• What the task requires: Look through the data below and extract, unchanged, the lines from the one that contains "fn default_seed() ->" to the one that contains "let contents = fs::read_to_string(path)?;", both included.

[Saved data entries]
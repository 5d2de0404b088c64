// src/plot_functions/plot_param_legend.rs

use plotters::style::colors::BLACK;

use std::error::Error;

use crate::constants::{DATASET_COLORS, FIGSIZE_SMALL};
use crate::data_input::records::{datasets_in_order, models_in_order, MetricRecord};
use crate::figures::RenderContext;
use crate::plot_framework::{
    calculate_log_range, calculate_range, draw_single_panel, radius_from_area, LegendEntry,
    LegendGlyph, LegendGroup, Marker, Panel, PointFill, ScatterPanel, ScatterPoint,
};
use crate::plot_functions::plot_dataset_scaling::min_max;

/// Marker area of every point, in square points.
const POINT_AREA: f64 = 60.0;

/// Every record in one chart: colour per dataset, marker per model.
fn param_legend_panel(
    records: &[MetricRecord],
    metric: fn(&MetricRecord) -> f64,
    y_label: &str,
) -> ScatterPanel {
    let datasets = datasets_in_order(records);
    let models = models_in_order(records);
    let color_of = |dataset: &str| {
        let i = datasets.iter().position(|d| d.as_str() == dataset).unwrap_or(0);
        DATASET_COLORS[i % DATASET_COLORS.len()]
    };
    let marker_of = |model: &str| {
        let i = models.iter().position(|m| m.as_str() == model).unwrap_or(0);
        Marker::CYCLE[i % Marker::CYCLE.len()]
    };

    let (x_min, x_max) = min_max(records.iter().map(|r| r.param_count));
    let (y_min, y_max) = min_max(records.iter().map(metric));

    let points = records.iter().map(|r| {
        ScatterPoint::new(r.param_count, metric(r), PointFill::Solid(color_of(&r.dataset)))
            .marker(marker_of(&r.model))
            .size(radius_from_area(POINT_AREA))
    });

    let dataset_entries = datasets
        .iter()
        .map(|d| LegendEntry::new(d, color_of(d), LegendGlyph::Marker(Marker::Circle)))
        .collect();
    let model_entries = models
        .iter()
        .map(|m| LegendEntry::new(m, BLACK, LegendGlyph::Marker(marker_of(m))))
        .collect();

    ScatterPanel::new(
        &format!("Param vs. {y_label}"),
        "Parameter Count (log scale)",
        y_label,
        calculate_log_range(x_min, x_max),
        calculate_range(y_min, y_max),
    )
    .log_x()
    .points(points)
    .legend_group(LegendGroup::new("Datasets", dataset_entries))
    .legend_group(LegendGroup::new("Models", model_entries))
}

pub fn plot_param_legend(ctx: &RenderContext) -> Result<(), Box<dyn Error>> {
    let acc_panel = param_legend_panel(&ctx.records, |r| r.acc, "Accuracy (C)");
    draw_single_panel(
        &ctx.output("param_vs_acc_legend.png"),
        FIGSIZE_SMALL,
        ctx.dpi,
        Panel::Scatter(acc_panel),
    )?;

    let ucs_label = format!("UCS (alpha={})", ctx.alpha);
    let ucs_panel = param_legend_panel(&ctx.records, |r| r.ucs, &ucs_label);
    draw_single_panel(
        &ctx.output("param_vs_ucs_legend.png"),
        FIGSIZE_SMALL,
        ctx.dpi,
        Panel::Scatter(ucs_panel),
    )
}

#[cfg(test)]
mod tests {
    use super::*;
    use crate::data_input::builtin::benchmark_records;

    #[test]
    fn test_one_point_per_record_and_two_legends() {
        let records = benchmark_records();
        let panel = param_legend_panel(&records, |r| r.acc, "Accuracy (C)");
        assert_eq!(panel.points.len(), 45);
        assert_eq!(panel.legend_groups.len(), 2);
        assert_eq!(panel.legend_groups[0].entries.len(), 5);
        assert_eq!(panel.legend_groups[1].entries.len(), 9);
        assert_eq!(panel.title, "Param vs. Accuracy (C)");
    }

    #[test]
    fn test_models_get_distinct_markers() {
        let records = benchmark_records();
        let panel = param_legend_panel(&records, |r| r.ucs, "UCS");
        let glyphs: Vec<_> = panel.legend_groups[1].entries.iter().map(|e| e.glyph).collect();
        for (i, g) in glyphs.iter().enumerate() {
            assert!(!glyphs[i + 1..].contains(g));
        }
    }
}

// src/plot_functions/plot_param_legend.rs
// src/config.rs

use serde::{Deserialize, Serialize};
use tracing::{debug, warn};

use std::fs;
use std::path::{Path, PathBuf};

use crate::constants::{
    DEFAULT_ALPHA, DEFAULT_CALIBRATION_BINS, DEFAULT_DPI, DEFAULT_EMERGENCE_THRESHOLD,
    DEFAULT_RESULTS_DIR, DEFAULT_SEED,
};
use crate::error::{FigureError, Result};

/// Rendering settings. Every field falls back to its default when absent.
#[derive(Debug, Clone, PartialEq, Serialize, Deserialize)]
pub struct FigureConfig {
    /// UCS entropy penalty.
    #[serde(default = "FigureConfig::default_alpha")]
    pub alpha: f64,
    #[serde(default = "FigureConfig::default_dpi")]
    pub dpi: u32,
    /// Seed of every synthetic data generator.
    #[serde(default = "FigureConfig::default_seed")]
    pub seed: u64,
    #[serde(default = "FigureConfig::default_calibration_bins")]
    pub calibration_bins: usize,
    #[serde(default = "FigureConfig::default_output_dir")]
    pub output_dir: PathBuf,
    /// Relative to `output_dir`.
    #[serde(default = "FigureConfig::default_results_dir")]
    pub results_dir: PathBuf,
    /// Default tau of the `emergent` command.
    #[serde(default = "FigureConfig::default_emergence_threshold")]
    pub emergence_threshold: f64,
}

impl FigureConfig {
    fn default_alpha() -> f64 {
        DEFAULT_ALPHA
    }
    fn default_dpi() -> u32 {
        DEFAULT_DPI
    }
    fn default_seed() -> u64 {
        DEFAULT_SEED
    }
    fn default_calibration_bins() -> usize {
        DEFAULT_CALIBRATION_BINS
    }
    fn default_output_dir() -> PathBuf {
        PathBuf::from(".")
    }
    fn default_results_dir() -> PathBuf {
        PathBuf::from(DEFAULT_RESULTS_DIR)
    }
    fn default_emergence_threshold() -> f64 {
        DEFAULT_EMERGENCE_THRESHOLD
    }

    /// Parse a TOML config file.
    pub fn from_file(path: &Path) -> Result<Self> {
        let contents = fs::read_to_string(path)?;
        let config: FigureConfig = toml::from_str(&contents).map_err(|e| FigureError::Config {
            path: path.to_path_buf(),
            message: e.to_string(),
        })?;
        config.validated(path)
    }

    /// Config from `path`, or the defaults when the file is missing or bad.
    pub fn load_or_default(path: &Path) -> Self {
        if !path.exists() {
            debug!(path = %path.display(), "no config file, using defaults");
            return Self::default();
        }
        match Self::from_file(path) {
            Ok(config) => {
                debug!(path = %path.display(), ?config, "loaded config");
                config
            }
            Err(e) => {
                warn!(path = %path.display(), error = %e, "ignoring config file, using defaults");
                Self::default()
            }
        }
    }

    fn validated(self, path: &Path) -> Result<Self> {
        let problem = if !self.alpha.is_finite() || self.alpha < 0.0 {
            Some("alpha must be a non-negative number")
        } else if self.dpi == 0 {
            Some("dpi must be positive")
        } else if self.calibration_bins == 0 {
            Some("calibration_bins must be positive")
        } else if !self.emergence_threshold.is_finite() || self.emergence_threshold < 0.0 {
            Some("emergence_threshold must be a non-negative number")
        } else {
            None
        };
        match problem {
            Some(message) => Err(FigureError::Config {
                path: path.to_path_buf(),
                message: message.to_string(),
            }),
            None => Ok(self),
        }
    }
}

impl Default for FigureConfig {
    fn default() -> Self {
        Self {
            alpha: Self::default_alpha(),
            dpi: Self::default_dpi(),
            seed: Self::default_seed(),
            calibration_bins: Self::default_calibration_bins(),
            output_dir: Self::default_output_dir(),
            results_dir: Self::default_results_dir(),
            emergence_threshold: Self::default_emergence_threshold(),
        }
    }
}

#[cfg(test)]
mod tests {
    use super::*;

    #[test]
    fn test_partial_file_keeps_other_defaults() {
        let dir = tempfile::tempdir().unwrap();
        let path = dir.path().join("figures.toml");
        fs::write(&path, "alpha = 0.5\ndpi = 100\n").unwrap();
        let config = FigureConfig::from_file(&path).unwrap();
        assert_eq!(config.alpha, 0.5);
        assert_eq!(config.dpi, 100);
        assert_eq!(config.seed, DEFAULT_SEED);
        assert_eq!(config.results_dir, PathBuf::from(DEFAULT_RESULTS_DIR));
    }

    #[test]
    fn test_missing_file_gives_defaults() {
        let dir = tempfile::tempdir().unwrap();
        let config = FigureConfig::load_or_default(&dir.path().join("absent.toml"));
        assert_eq!(config, FigureConfig::default());
    }

    #[test]
    fn test_malformed_file_falls_back() {
        let dir = tempfile::tempdir().unwrap();
        let path = dir.path().join("bad.toml");
        fs::write(&path, "alpha = [not toml").unwrap();
        assert!(matches!(FigureConfig::from_file(&path), Err(FigureError::Config { .. })));
        assert_eq!(FigureConfig::load_or_default(&path), FigureConfig::default());
    }

    #[test]
    fn test_threshold_above_one_is_kept() {
        let dir = tempfile::tempdir().unwrap();
        let path = dir.path().join("tau.toml");
        fs::write(&path, "alpha = 0.5\ndpi = 100\nemergence_threshold = 1.5\n").unwrap();
        let config = FigureConfig::load_or_default(&path);
        assert_eq!(config.alpha, 0.5);
        assert_eq!(config.dpi, 100);
        assert_eq!(config.emergence_threshold, 1.5);
    }

    #[test]
    fn test_out_of_range_values_are_rejected() {
        let dir = tempfile::tempdir().unwrap();
        let path = dir.path().join("neg.toml");
        fs::write(&path, "alpha = -1.0\n").unwrap();
        assert!(FigureConfig::from_file(&path).is_err());
        fs::write(&path, "calibration_bins = 0\n").unwrap();
        assert!(FigureConfig::from_file(&path).is_err());
        fs::write(&path, "emergence_threshold = -0.1\n").unwrap();
        assert!(FigureConfig::from_file(&path).is_err());
    }
}

// src/config.rs
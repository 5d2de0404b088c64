// src/model_names.rs

use tracing::warn;

/// Short display name of a model identifier: the organisation prefix is
/// dropped and the GPT-2 family gets its usual capitalisation.
pub fn display_name(model: &str) -> String {
    let base = model.rsplit('/').next().unwrap_or(model);
    match base {
        "gpt2" => "GPT2".to_string(),
        "gpt2-medium" => "GPT2-Medium".to_string(),
        "gpt2-large" => "GPT2-Large".to_string(),
        "gpt2-xl" => "GPT2-XL".to_string(),
        other => other.to_string(),
    }
}

/// File-name stem for a dataset: lowercase ASCII letters, digits and `_`.
pub fn file_stem(dataset: &str) -> String {
    dataset
        .chars()
        .map(|c| {
            if c.is_ascii_alphanumeric() {
                c.to_ascii_lowercase()
            } else {
                '_'
            }
        })
        .collect()
}

/// One file stem per dataset, in the same order. Names that reduce to the
/// same stem get `_2`, `_3`, ... appended so their files do not overwrite
/// each other.
pub fn dataset_file_stems(datasets: &[String]) -> Vec<String> {
    let mut used: Vec<String> = Vec::with_capacity(datasets.len());
    for dataset in datasets {
        let base = file_stem(dataset);
        let mut stem = base.clone();
        let mut n = 1;
        while used.contains(&stem) {
            n += 1;
            stem = format!("{base}_{n}");
        }
        if n > 1 {
            warn!(dataset = %dataset, stem = %stem, "file stem collides with another dataset");
        }
        used.push(stem);
    }
    used
}

#[cfg(test)]
mod tests {
    use super::*;

    #[test]
    fn test_display_name() {
        assert_eq!(display_name("meta-llama/Llama-2-7b-hf"), "Llama-2-7b-hf");
        assert_eq!(display_name("gpt2-xl"), "GPT2-XL");
        assert_eq!(display_name("DistilGPT2"), "DistilGPT2");
    }

    #[test]
    fn test_file_stem() {
        assert_eq!(file_stem("mmlu_10k"), "mmlu_10k");
        assert_eq!(file_stem("My Data/Set"), "my_data_set");
    }

    #[test]
    fn test_colliding_stems_are_made_unique() {
        let datasets: Vec<String> = ["a b", "a_b", "A-B", "mmlu_10k"]
            .iter()
            .map(|d| d.to_string())
            .collect();
        assert_eq!(dataset_file_stems(&datasets), vec!["a_b", "a_b_2", "a_b_3", "mmlu_10k"]);
    }
}

// src/model_names.rs
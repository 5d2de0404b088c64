// src/plot_functions/plot_accuracy_vs_ucs.rs

use std::error::Error;

use crate::constants::{COLOR_ACCURACY, COLOR_UCS, FIGSIZE_MEDIUM};
use crate::data_input::builtin::TABLE1_MODELS;
use crate::figures::RenderContext;
use crate::plot_framework::{
    calculate_log_range, calculate_range, draw_single_panel, Annotation, LegendPosition,
    LinePanel, Marker, Panel, PlotSeries,
};

const LINE_WIDTH: f64 = 2.0;

fn accuracy_vs_ucs_panel() -> LinePanel {
    let accuracy: Vec<(f64, f64)> = TABLE1_MODELS.iter().map(|m| (m.1, m.2)).collect();
    let ucs: Vec<(f64, f64)> = TABLE1_MODELS.iter().map(|m| (m.1, m.3)).collect();

    let x_max = TABLE1_MODELS.iter().map(|m| m.1).fold(f64::MIN_POSITIVE, f64::max);
    let x_min = TABLE1_MODELS.iter().map(|m| m.1).fold(x_max, f64::min);
    let y_max = TABLE1_MODELS.iter().map(|m| m.2.max(m.3)).fold(0.0, f64::max);
    let y_min = TABLE1_MODELS.iter().map(|m| m.2.min(m.3)).fold(y_max, f64::min);

    let mut panel = LinePanel::new(
        "Accuracy vs UCS Across Model Scales",
        "Model Parameters (Billions)",
        "Score",
        calculate_log_range(x_min, x_max),
        calculate_range(y_min, y_max),
    )
    .log_x()
    .series(
        PlotSeries::new(accuracy, "Accuracy (C(M))", COLOR_ACCURACY)
            .marker(Marker::Circle)
            .stroke_width(LINE_WIDTH),
    )
    .series(
        PlotSeries::new(ucs, "UCS(M)", COLOR_UCS)
            .marker(Marker::Square)
            .stroke_width(LINE_WIDTH),
    )
    .legend(LegendPosition::UpperLeft);
    for (name, params_b, acc, _) in TABLE1_MODELS {
        panel = panel.annotate(Annotation::label(name, (params_b, acc), (5, 5)));
    }
    panel
}

/// Table 1 accuracy and UCS against model size.
pub fn plot_accuracy_vs_ucs(ctx: &RenderContext) -> Result<(), Box<dyn Error>> {
    draw_single_panel(
        &ctx.output("accuracy_vs_ucs.png"),
        FIGSIZE_MEDIUM,
        ctx.dpi,
        Panel::Line(accuracy_vs_ucs_panel()),
    )
}

#[cfg(test)]
mod tests {
    use super::*;

    #[test]
    fn test_panel_contents() {
        let panel = accuracy_vs_ucs_panel();
        assert_eq!(panel.series.len(), 2);
        assert_eq!(panel.annotations.len(), TABLE1_MODELS.len());
        assert!(panel.x_range.0 < 0.082 && panel.x_range.1 > 7.0);
        // Every UCS point sits at or below its accuracy point.
        for (a, u) in panel.series[0].data.iter().zip(panel.series[1].data.iter()) {
            assert!(u.1 <= a.1);
        }
    }
}

// src/plot_functions/plot_accuracy_vs_ucs.rs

• Response to the task:
    fn default_seed() -> u64 {
        DEFAULT_SEED
    }
    fn default_calibration_bins() -> usize {
        DEFAULT_CALIBRATION_BINS
    }
    fn default_output_dir() -> PathBuf {
        PathBuf::from(".")
    }
    fn default_results_dir() -> PathBuf {
        PathBuf::from(DEFAULT_RESULTS_DIR)
    }
    fn default_emergence_threshold() -> f64 {
        DEFAULT_EMERGENCE_THRESHOLD
    }

    /// Parse a TOML config file.
    pub fn from_file(path: &Path) -> Result<Self> {
        let contents = fs::read_to_string(path)?;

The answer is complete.